Elio es un intento fallido de Pixar por mezclar duelo, ciencia ficción y comedia infantil, pero termina atrapado en una narrativa torpe y mecánica. Visualmente atractiva, pero carente de la profundidad emocional que definía al estudio.
Elio (2025)
Puntuación:★★½
Dirección: Madeline Sharafian, Domee Shi y Adrián Molina
Voces: Yonas Kibreab, Zoe Saldaña, Remy Edgerly, Brandon Moon, Brad Garrett y Jameela Jamil
Estreno en cines
Hay algo trágicamente irónico en Elio: una película que sueña con galaxias inexploradas mientras naufraga en su propio sistema solar creativo. Pixar, ese titán de la animación que alguna vez desafió la gravedad emocional con historias como Up o Inside Out, hoy se atreve a mirar a las estrellas para contarnos —otra vez— un cuento sobre duelo, pertenencia y amistad. Pero esta vez, sus planetas chocan y se pulverizan sin generar ni un mísero Big Bang narrativo.
Elio se vende como la odisea de un niño que, huérfano de padres y casi huérfano de amor, desea ser abducido para escapar de una Tierra que ya no le dice nada. Es una premisa que debería abrir heridas, tocar fibras universales: ¿quién no ha querido alguna vez evaporarse del dolor? Y sin embargo, la película apenas logra rascar la superficie de su propio drama. Lo que comienza como un grito por conexión se convierte en un recital de tópicos familiares, una coreografía de traumas abordados con la tibieza de quien teme incomodar a su público infantil.
Resulta doloroso ver cómo Pixar dilapida la complejidad de sus propias preguntas. La muerte de los padres de Elio es poco más que un flashback de catálogo emocional; la relación con la tía Olga, que pudo ser un salvavidas narrativo, se resigna a la postal de la “tía sacrificada”, tan plana y predecible como un planeta sin atmósfera. En lugar de profundizar en esa grieta afectiva, el guion se dedica a multiplicar escenarios: un clon en la Tierra, un consejo galáctico de extraterrestres pintorescos, un villano que no asusta ni a un osito de peluche. Lo que debería ser un universo en expansión es un agujero negro de ideas a medio cocinar.

Pixar siempre supo disfrazar lo complejo de sencillo. En Inside Out, cada emoción era un engranaje de una maquinaria humana tan frágil como extraordinaria. En Up, cinco minutos bastaron para contarte toda una vida de amor, pérdida y aceptación. Pero en Elio, cada intento de hondura se siente mecánico, casi por obligación contractual. Hay diálogos que pretenden conmover, escenas que quieren ser “tiernas”, peleas que fingen tensión. Nada florece. Es como si la película estuviera condenada a orbitar alrededor de lo que podría haber sido, sin jamás aterrizar en una verdad conmovedora.

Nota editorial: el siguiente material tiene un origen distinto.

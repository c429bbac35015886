//! Custom error types for the driver.
//!
//! This module defines the primary error type, `AdvError`, for the crate.
//! Using the `thiserror` crate, it provides a centralized and consistent way
//! to handle the few conditions the protocol can surface:
//!
//! - **`Io`**: Wraps standard `std::io::Error` from the serial transport.
//! - **`Checksum`**: A completed frame whose running 16-bit sum does not
//!   match the trailing checksum word. Never fatal; the frame is discarded
//!   and reception continues.
//! - **`Config`**: Semantic errors in the driver configuration, caught by
//!   the validation step rather than by TOML parsing.
//! - **`SerialFeatureDisabled`**: Raised when live acquisition is requested
//!   from a build without the `instrument_serial` feature.
//!
//! Note that "no record ready yet" is not represented here: the drain
//! operations return `Option` because an empty poll is a defined no-op, not
//! a failure.

use thiserror::Error;

/// Convenience alias for results using the crate error type.
pub type AdvResult<T> = std::result::Result<T, AdvError>;

/// Errors surfaced by the ADV driver.
#[derive(Error, Debug)]
pub enum AdvError {
    /// Transport-level I/O failure.
    #[error("I/O error: {0}")]
    Io(#[from] std::io::Error),

    /// Completed frame failed checksum validation.
    #[error("checksum mismatch: computed {computed:#06x}, packet carries {embedded:#06x}")]
    Checksum {
        /// Running sum over the frame payload.
        computed: u16,
        /// Big-endian value of the frame's trailing two bytes.
        embedded: u16,
    },

    /// Configuration validation error.
    #[error("configuration validation error: {0}")]
    Config(String),

    /// Serial support not compiled in.
    #[error("serial support not enabled. Rebuild with --features instrument_serial")]
    SerialFeatureDisabled,
}

#[cfg(test)]
mod tests {
    use super::*;

    #[test]
    fn checksum_error_formats_both_values() {
        let err = AdvError::Checksum {
            computed: 0xB58C,
            embedded: 0x0010,
        };
        let message = err.to_string();
        assert!(message.contains("0xb58c"));
        assert!(message.contains("0x0010"));
    }
}
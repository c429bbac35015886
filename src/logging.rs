//! Tracing infrastructure for the acquisition binary.
//!
//! Structured logging via `tracing` and `tracing-subscriber`: a fmt layer
//! with an `EnvFilter`, so `RUST_LOG` overrides the level the CLI asks for.
//! The library itself only emits events; initialization belongs to the
//! binary.

use anyhow::{anyhow, Result};
use tracing_subscriber::{fmt, layer::SubscriberExt, util::SubscriberInitExt, EnvFilter};

/// Initialize the global subscriber.
///
/// `default_directive` applies when `RUST_LOG` is unset (e.g. "info" or
/// "adv_daq=debug"). Fails if a subscriber is already installed.
pub fn init(default_directive: &str) -> Result<()> {
    let filter = EnvFilter::try_from_default_env()
        .or_else(|_| EnvFilter::try_new(default_directive))
        .map_err(|err| anyhow!("invalid log filter directive: {err}"))?;

    tracing_subscriber::registry()
        .with(filter)
        .with(fmt::layer().with_target(true))
        .try_init()
        .map_err(|err| anyhow!("failed to initialize tracing: {err}"))?;

    Ok(())
}
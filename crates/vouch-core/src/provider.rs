//! The `ProviderClient` trait and the provider-facing data shapes.
//!
//! The hosted verification provider is the source of truth for verification
//! outcomes. This trait is the only seam through which the engine talks to
//! it, so tests can script provider behavior without a network.

use std::future::Future;

use chrono::{DateTime, NaiveDate, Utc};
use serde::{Deserialize, Serialize};

use crate::subject::SubjectRefinements;

// ─── Requests ────────────────────────────────────────────────────────────────

/// Parameters for [`ProviderClient::create_session`].
#[derive(Debug, Clone, Serialize)]
pub struct CreateRemoteSession {
  /// Comma-separated provider feature flags, e.g. `"OCR"` or `"OCR,FACE"`.
  pub features:     String,
  /// Where the provider should deliver webhooks for this session.
  pub callback_url: String,
  /// Opaque correlation tag echoed back in webhooks; we pass the document
  /// number unless the caller supplies something else.
  pub vendor_data:  String,
}

// ─── Responses ───────────────────────────────────────────────────────────────

/// The provider's view of a session, as returned by session creation and
/// status-override calls.
#[derive(Debug, Clone, PartialEq, Serialize, Deserialize)]
pub struct RemoteSession {
  /// The provider-assigned external identifier.
  pub session_id:       String,
  /// Hosted flow URL the end user completes verification at. Always present
  /// on creation; may be empty on other calls.
  pub verification_url: String,
  pub expires_at:       Option<DateTime<Utc>>,
  /// Raw provider status label, unmapped.
  pub status:           Option<String>,
}

/// Subject fields the provider extracts during document analysis. Field
/// names follow the provider's wire contract.
#[derive(Debug, Clone, Default, PartialEq, Serialize, Deserialize)]
pub struct KycFields {
  #[serde(default, skip_serializing_if = "Option::is_none")]
  pub last_name:       Option<String>,
  #[serde(default, skip_serializing_if = "Option::is_none")]
  pub document_number: Option<String>,
  #[serde(default, skip_serializing_if = "Option::is_none")]
  pub document_type:   Option<String>,
  #[serde(default, skip_serializing_if = "Option::is_none")]
  pub nationality:     Option<String>,
  #[serde(default, skip_serializing_if = "Option::is_none")]
  pub date_of_birth:   Option<NaiveDate>,
}

impl KycFields {
  /// Translate the wire shape into the domain refinement shape.
  pub fn to_refinements(&self) -> SubjectRefinements {
    SubjectRefinements {
      last_name:     self.last_name.clone(),
      document_id:   self.document_number.clone(),
      document_type: self.document_type.clone(),
      nationality:   self.nationality.clone(),
      date_of_birth: self.date_of_birth,
    }
  }
}

/// The full decision report for a finished session.
#[derive(Debug, Clone, PartialEq, Serialize, Deserialize)]
pub struct Decision {
  pub session_id: String,
  /// Raw provider status label, unmapped.
  pub status:     String,
  #[serde(default, skip_serializing_if = "Option::is_none")]
  pub kyc:        Option<KycFields>,
}

// ─── Trait ───────────────────────────────────────────────────────────────────

/// Abstraction over the hosted verification provider's HTTP API.
///
/// Implementations authenticate per call; no token state is shared between
/// operations. All methods return `Send` futures.
pub trait ProviderClient: Send + Sync {
  type Error: std::error::Error + Send + Sync + 'static;

  /// Open a verification session with the provider. The result always
  /// carries an external identifier and a verification URL.
  fn create_session<'a>(
    &'a self,
    request: &'a CreateRemoteSession,
  ) -> impl Future<Output = Result<RemoteSession, Self::Error>> + Send + 'a;

  /// Fetch the decision report for a session.
  fn retrieve_decision<'a>(
    &'a self,
    external_id: &'a str,
  ) -> impl Future<Output = Result<Decision, Self::Error>> + Send + 'a;

  /// Ask the provider to set a session's status. The local store is not
  /// touched; the provider confirms the change through its webhook.
  fn update_status<'a>(
    &'a self,
    external_id: &'a str,
    new_status: &'a str,
    comment: Option<&'a str>,
  ) -> impl Future<Output = Result<RemoteSession, Self::Error>> + Send + 'a;
}
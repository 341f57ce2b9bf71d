//! Error types for `vouch-core`.
//!
//! Every failure the engine can surface maps onto exactly one variant here,
//! and each variant carries a stable machine-checkable kind alongside the
//! human-readable message.

use thiserror::Error;

#[derive(Debug, Error)]
pub enum Error {
  /// Caller-supplied input failed validation before any remote work.
  #[error("validation error: {0}")]
  Validation(String),

  /// Webhook signature was absent, malformed, or did not match.
  #[error("authentication error: {0}")]
  Authentication(String),

  /// Webhook body could not be parsed into the expected schema.
  #[error("malformed payload: {0}")]
  MalformedPayload(String),

  /// No session matches the supplied identifier.
  #[error("not found: {0}")]
  NotFound(String),

  /// The remote provider rejected or failed an operation.
  #[error("provider error: {0}")]
  Provider(#[source] Box<dyn std::error::Error + Send + Sync>),

  /// An external identifier collision or other broken uniqueness invariant.
  #[error("conflict: {0}")]
  Conflict(String),

  /// The local session store failed.
  #[error("store error: {0}")]
  Store(#[source] Box<dyn std::error::Error + Send + Sync>),
}

impl Error {
  /// Stable error kind for API responses and log correlation.
  pub fn kind(&self) -> &'static str {
    match self {
      Error::Validation(_) => "validation_error",
      Error::Authentication(_) => "authentication_error",
      Error::MalformedPayload(_) => "malformed_payload",
      Error::NotFound(_) => "not_found",
      Error::Provider(_) => "provider_error",
      Error::Conflict(_) => "conflict",
      Error::Store(_) => "store_error",
    }
  }
}

pub type Result<T, E = Error> = std::result::Result<T, E>;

Visualmente, Elio cumple —como casi toda producción Pixar—, pero la belleza de sus mundos digitales no salva el naufragio emocional. Hay colores brillantes, criaturas simpáticas, un Communiverso que promete ser un carnaval de posibilidades. Pero la estética no tapa la costura narrativa: toda esa riqueza visual es decorado para una historia que no confía en sus propios personajes. Ni el villano Grigon, ni su hijo Glordon, ni siquiera el propio Elio están dibujados con la complejidad suficiente para dejar huella. Son satélites que gravitan alrededor de un sol apagado.
Al final, Elio deja una sensación de pérdida: no la del protagonista, sino la de un estudio que parece extraviado en su propia fórmula. Pixar, que alguna vez hizo llorar a generaciones enteras con juguetes que aceptaban su mortalidad y robots que descubrían el amor en un vertedero, hoy parece un clon de sí mismo: retorciendo las mismas premisas de siempre, pero sin la chispa de riesgo, de insolencia emocional, de valentía narrativa.
Elio se aburre de su propio viaje. Y ese es el mayor crimen de todos: no solo fracasa en decirnos algo nuevo sobre la pérdida, la familia o la amistad, sino que además olvida que, para tocar el corazón del espectador, hay que tener el valor de contar una historia incómoda, viva, humana. En vez de eso, nos entrega una animación bellísima que se siente como un peluche: suave, bonito y vacío.